- [Your task] The answer is to be the data below, written out in full and exactly.

──────────────────────────────

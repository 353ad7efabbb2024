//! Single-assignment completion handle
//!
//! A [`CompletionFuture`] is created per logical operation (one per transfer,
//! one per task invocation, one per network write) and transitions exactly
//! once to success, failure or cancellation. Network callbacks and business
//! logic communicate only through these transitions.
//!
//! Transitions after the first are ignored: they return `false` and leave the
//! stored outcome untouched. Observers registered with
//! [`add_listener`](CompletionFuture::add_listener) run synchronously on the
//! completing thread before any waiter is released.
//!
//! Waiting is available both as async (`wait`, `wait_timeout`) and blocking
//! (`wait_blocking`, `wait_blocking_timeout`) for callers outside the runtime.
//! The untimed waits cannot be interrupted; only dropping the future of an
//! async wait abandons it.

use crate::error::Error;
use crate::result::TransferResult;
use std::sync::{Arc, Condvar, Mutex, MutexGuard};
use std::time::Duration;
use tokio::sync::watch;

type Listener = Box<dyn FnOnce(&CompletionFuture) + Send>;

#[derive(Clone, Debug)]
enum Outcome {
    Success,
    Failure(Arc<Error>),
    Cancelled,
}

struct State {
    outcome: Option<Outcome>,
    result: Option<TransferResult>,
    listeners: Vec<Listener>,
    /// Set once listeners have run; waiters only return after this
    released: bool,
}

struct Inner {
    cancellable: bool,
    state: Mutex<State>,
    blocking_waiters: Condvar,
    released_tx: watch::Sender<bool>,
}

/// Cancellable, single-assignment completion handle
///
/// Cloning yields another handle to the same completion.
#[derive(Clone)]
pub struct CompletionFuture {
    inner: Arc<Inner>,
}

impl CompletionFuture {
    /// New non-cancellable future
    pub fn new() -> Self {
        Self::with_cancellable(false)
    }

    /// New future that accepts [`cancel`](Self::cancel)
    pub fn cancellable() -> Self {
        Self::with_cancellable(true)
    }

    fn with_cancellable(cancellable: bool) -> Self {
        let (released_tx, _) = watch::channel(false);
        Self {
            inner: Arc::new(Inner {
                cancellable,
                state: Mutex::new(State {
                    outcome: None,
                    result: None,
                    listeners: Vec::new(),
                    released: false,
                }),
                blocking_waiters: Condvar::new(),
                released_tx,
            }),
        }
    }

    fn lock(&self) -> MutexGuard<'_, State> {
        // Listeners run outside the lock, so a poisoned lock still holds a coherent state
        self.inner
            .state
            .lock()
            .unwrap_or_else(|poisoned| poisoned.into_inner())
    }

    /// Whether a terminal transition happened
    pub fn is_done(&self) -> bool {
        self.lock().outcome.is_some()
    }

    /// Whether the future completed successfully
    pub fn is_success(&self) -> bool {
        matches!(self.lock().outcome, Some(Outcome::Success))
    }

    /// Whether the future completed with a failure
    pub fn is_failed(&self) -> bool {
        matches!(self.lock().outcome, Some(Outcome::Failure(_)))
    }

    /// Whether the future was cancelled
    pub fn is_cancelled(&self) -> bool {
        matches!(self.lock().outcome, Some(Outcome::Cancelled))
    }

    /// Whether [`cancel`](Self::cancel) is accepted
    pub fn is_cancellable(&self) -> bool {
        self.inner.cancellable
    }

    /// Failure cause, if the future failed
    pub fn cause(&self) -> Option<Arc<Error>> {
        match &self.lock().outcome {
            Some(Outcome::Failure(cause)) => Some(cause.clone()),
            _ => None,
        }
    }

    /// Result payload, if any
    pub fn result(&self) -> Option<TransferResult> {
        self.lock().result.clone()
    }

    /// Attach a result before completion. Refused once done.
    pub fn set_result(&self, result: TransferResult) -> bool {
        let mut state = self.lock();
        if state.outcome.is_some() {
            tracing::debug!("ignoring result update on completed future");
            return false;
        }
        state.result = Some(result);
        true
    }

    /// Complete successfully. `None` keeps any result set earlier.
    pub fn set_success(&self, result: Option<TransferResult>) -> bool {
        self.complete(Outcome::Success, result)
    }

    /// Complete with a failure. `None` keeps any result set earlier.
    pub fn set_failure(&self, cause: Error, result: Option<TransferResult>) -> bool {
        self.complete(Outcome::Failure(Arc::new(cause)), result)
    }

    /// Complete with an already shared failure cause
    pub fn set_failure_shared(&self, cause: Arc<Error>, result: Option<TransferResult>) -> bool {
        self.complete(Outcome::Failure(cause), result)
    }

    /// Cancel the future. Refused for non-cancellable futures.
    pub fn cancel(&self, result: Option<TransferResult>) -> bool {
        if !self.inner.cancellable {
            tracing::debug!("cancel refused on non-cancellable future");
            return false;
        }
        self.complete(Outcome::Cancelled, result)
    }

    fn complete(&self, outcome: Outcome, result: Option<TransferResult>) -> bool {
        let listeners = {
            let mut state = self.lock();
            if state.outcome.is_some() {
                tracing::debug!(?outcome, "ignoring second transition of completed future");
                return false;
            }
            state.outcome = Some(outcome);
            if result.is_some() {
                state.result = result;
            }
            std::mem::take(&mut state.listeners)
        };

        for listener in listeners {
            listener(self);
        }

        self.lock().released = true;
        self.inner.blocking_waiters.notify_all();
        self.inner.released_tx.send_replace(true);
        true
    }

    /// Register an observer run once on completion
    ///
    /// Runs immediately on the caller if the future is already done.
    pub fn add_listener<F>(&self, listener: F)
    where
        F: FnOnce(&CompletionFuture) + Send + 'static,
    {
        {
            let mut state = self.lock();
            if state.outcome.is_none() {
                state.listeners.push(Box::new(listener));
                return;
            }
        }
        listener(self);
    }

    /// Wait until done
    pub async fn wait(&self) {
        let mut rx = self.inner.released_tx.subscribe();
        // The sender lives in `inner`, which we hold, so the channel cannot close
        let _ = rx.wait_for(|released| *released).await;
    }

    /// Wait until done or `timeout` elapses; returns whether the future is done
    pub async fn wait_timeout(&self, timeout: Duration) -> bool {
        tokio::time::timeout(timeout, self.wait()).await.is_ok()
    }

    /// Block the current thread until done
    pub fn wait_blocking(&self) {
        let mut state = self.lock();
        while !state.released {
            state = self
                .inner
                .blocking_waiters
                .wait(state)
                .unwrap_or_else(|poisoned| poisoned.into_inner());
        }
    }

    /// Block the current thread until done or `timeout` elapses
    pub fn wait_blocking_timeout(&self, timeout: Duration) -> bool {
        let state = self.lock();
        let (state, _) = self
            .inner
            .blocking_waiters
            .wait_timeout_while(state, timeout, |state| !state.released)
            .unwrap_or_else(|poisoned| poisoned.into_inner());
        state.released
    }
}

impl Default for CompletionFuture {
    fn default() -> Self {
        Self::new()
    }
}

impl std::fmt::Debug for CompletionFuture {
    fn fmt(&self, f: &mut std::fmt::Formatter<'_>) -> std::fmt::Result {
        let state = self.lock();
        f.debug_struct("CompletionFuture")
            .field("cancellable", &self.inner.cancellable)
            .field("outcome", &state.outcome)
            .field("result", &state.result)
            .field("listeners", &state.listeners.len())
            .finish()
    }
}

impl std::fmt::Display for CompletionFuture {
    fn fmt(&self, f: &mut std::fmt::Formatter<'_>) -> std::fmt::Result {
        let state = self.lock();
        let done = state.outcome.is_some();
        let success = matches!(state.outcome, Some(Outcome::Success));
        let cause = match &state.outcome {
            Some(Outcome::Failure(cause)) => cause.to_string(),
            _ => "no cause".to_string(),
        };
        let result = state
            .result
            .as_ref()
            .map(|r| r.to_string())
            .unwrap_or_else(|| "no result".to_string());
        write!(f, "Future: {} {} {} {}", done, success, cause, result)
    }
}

──────────────────────────────

- [Your solution]
repository 353ad7efabbb2024
//! Single-assignment completion handle
//!
//! A [`CompletionFuture`] is created per logical operation (one per transfer,
//! one per task invocation, one per network write) and transitions exactly
//! once to success, failure or cancellation. Network callbacks and business
//! logic communicate only through these transitions.
//!
//! Transitions after the first are ignored: they return `false` and leave the
//! stored outcome untouched. Observers registered with
//! [`add_listener`](CompletionFuture::add_listener) run synchronously on the
//! completing thread before any waiter is released.
//!
//! Waiting is available both as async (`wait`, `wait_timeout`) and blocking
//! (`wait_blocking`, `wait_blocking_timeout`) for callers outside the runtime.
//! The untimed waits cannot be interrupted; only dropping the future of an
//! async wait abandons it.

use crate::error::Error;
use crate::result::TransferResult;
use std::sync::{Arc, Condvar, Mutex, MutexGuard};
use std::time::Duration;
use tokio::sync::watch;

type Listener = Box<dyn FnOnce(&CompletionFuture) + Send>;

#[derive(Clone, Debug)]
enum Outcome {
    Success,
    Failure(Arc<Error>),
    Cancelled,
}

struct State {
    outcome: Option<Outcome>,
    result: Option<TransferResult>,
    listeners: Vec<Listener>,
    /// Set once listeners have run; waiters only return after this
    released: bool,
}

struct Inner {
    cancellable: bool,
    state: Mutex<State>,
    blocking_waiters: Condvar,
    released_tx: watch::Sender<bool>,
}

/// Cancellable, single-assignment completion handle
///
/// Cloning yields another handle to the same completion.
#[derive(Clone)]
pub struct CompletionFuture {
    inner: Arc<Inner>,
}

impl CompletionFuture {
    /// New non-cancellable future
    pub fn new() -> Self {
        Self::with_cancellable(false)
    }

    /// New future that accepts [`cancel`](Self::cancel)
    pub fn cancellable() -> Self {
        Self::with_cancellable(true)
    }

    fn with_cancellable(cancellable: bool) -> Self {
        let (released_tx, _) = watch::channel(false);
        Self {
            inner: Arc::new(Inner {
                cancellable,
                state: Mutex::new(State {
                    outcome: None,
                    result: None,
                    listeners: Vec::new(),
                    released: false,
                }),
                blocking_waiters: Condvar::new(),
                released_tx,
            }),
        }
    }

    fn lock(&self) -> MutexGuard<'_, State> {
        // Listeners run outside the lock, so a poisoned lock still holds a coherent state
        self.inner
            .state
            .lock()
            .unwrap_or_else(|poisoned| poisoned.into_inner())
    }

    /// Whether a terminal transition happened
    pub fn is_done(&self) -> bool {
        self.lock().outcome.is_some()
    }

    /// Whether the future completed successfully
    pub fn is_success(&self) -> bool {
        matches!(self.lock().outcome, Some(Outcome::Success))
    }

    /// Whether the future completed with a failure
    pub fn is_failed(&self) -> bool {
        matches!(self.lock().outcome, Some(Outcome::Failure(_)))
    }

    /// Whether the future was cancelled
    pub fn is_cancelled(&self) -> bool {
        matches!(self.lock().outcome, Some(Outcome::Cancelled))
    }

    /// Whether [`cancel`](Self::cancel) is accepted
    pub fn is_cancellable(&self) -> bool {
        self.inner.cancellable
    }

    /// Failure cause, if the future failed
    pub fn cause(&self) -> Option<Arc<Error>> {
        match &self.lock().outcome {
            Some(Outcome::Failure(cause)) => Some(cause.clone()),
            _ => None,
        }
    }

    /// Result payload, if any
    pub fn result(&self) -> Option<TransferResult> {
        self.lock().result.clone()
    }

    /// Attach a result before completion. Refused once done.
    pub fn set_result(&self, result: TransferResult) -> bool {
        let mut state = self.lock();
        if state.outcome.is_some() {
            tracing::debug!("ignoring result update on completed future");
            return false;
        }
        state.result = Some(result);
        true
    }

    /// Complete successfully. `None` keeps any result set earlier.
    pub fn set_success(&self, result: Option<TransferResult>) -> bool {
        self.complete(Outcome::Success, result)
    }

    /// Complete with a failure. `None` keeps any result set earlier.
    pub fn set_failure(&self, cause: Error, result: Option<TransferResult>) -> bool {
        self.complete(Outcome::Failure(Arc::new(cause)), result)
    }

    /// Complete with an already shared failure cause
    pub fn set_failure_shared(&self, cause: Arc<Error>, result: Option<TransferResult>) -> bool {
        self.complete(Outcome::Failure(cause), result)
    }

    /// Cancel the future. Refused for non-cancellable futures.
    pub fn cancel(&self, result: Option<TransferResult>) -> bool {
        if !self.inner.cancellable {
            tracing::debug!("cancel refused on non-cancellable future");
            return false;
        }
        self.complete(Outcome::Cancelled, result)
    }

    fn complete(&self, outcome: Outcome, result: Option<TransferResult>) -> bool {
        let listeners = {
            let mut state = self.lock();
            if state.outcome.is_some() {
                tracing::debug!(?outcome, "ignoring second transition of completed future");
                return false;
            }
            state.outcome = Some(outcome);
            if result.is_some() {
                state.result = result;
            }
            std::mem::take(&mut state.listeners)
        };

        for listener in listeners {
            listener(self);
        }

        self.lock().released = true;
        self.inner.blocking_waiters.notify_all();
        self.inner.released_tx.send_replace(true);
        true
    }

    /// Register an observer run once on completion
    ///
    /// Runs immediately on the caller if the future is already done.
    pub fn add_listener<F>(&self, listener: F)
    where
        F: FnOnce(&CompletionFuture) + Send + 'static,
    {
        {
            let mut state = self.lock();
            if state.outcome.is_none() {
                state.listeners.push(Box::new(listener));
                return;
            }
        }
        listener(self);
    }

    /// Wait until done
    pub async fn wait(&self) {
        let mut rx = self.inner.released_tx.subscribe();
        // The sender lives in `inner`, which we hold, so the channel cannot close
        let _ = rx.wait_for(|released| *released).await;
    }

    /// Wait until done or `timeout` elapses; returns whether the future is done
    pub async fn wait_timeout(&self, timeout: Duration) -> bool {
        tokio::time::timeout(timeout, self.wait()).await.is_ok()
    }

    /// Block the current thread until done
    pub fn wait_blocking(&self) {
        let mut state = self.lock();
        while !state.released {
            state = self
                .inner
                .blocking_waiters
                .wait(state)
                .unwrap_or_else(|poisoned| poisoned.into_inner());
        }
    }

    /// Block the current thread until done or `timeout` elapses
    pub fn wait_blocking_timeout(&self, timeout: Duration) -> bool {
        let state = self.lock();
        let (state, _) = self
            .inner
            .blocking_waiters
            .wait_timeout_while(state, timeout, |state| !state.released)
            .unwrap_or_else(|poisoned| poisoned.into_inner());
        state.released
    }
}

impl Default for CompletionFuture {
    fn default() -> Self {
        Self::new()
    }
}

impl std::fmt::Debug for CompletionFuture {
    fn fmt(&self, f: &mut std::fmt::Formatter<'_>) -> std::fmt::Result {
        let state = self.lock();
        f.debug_struct("CompletionFuture")
            .field("cancellable", &self.inner.cancellable)
            .field("outcome", &state.outcome)
            .field("result", &state.result)
            .field("listeners", &state.listeners.len())
            .finish()
    }
}

impl std::fmt::Display for CompletionFuture {
    fn fmt(&self, f: &mut std::fmt::Formatter<'_>) -> std::fmt::Result {
        let state = self.lock();
        let done = state.outcome.is_some();
        let success = matches!(state.outcome, Some(Outcome::Success));
        let cause = match &state.outcome {
            Some(Outcome::Failure(cause)) => cause.to_string(),
            _ => "no cause".to_string(),
        };
        let result = state
            .result
            .as_ref()
            .map(|r| r.to_string())
            .unwrap_or_else(|| "no result".to_string());
        write!(f, "Future: {} {} {} {}", done, success, cause, result)
    }
}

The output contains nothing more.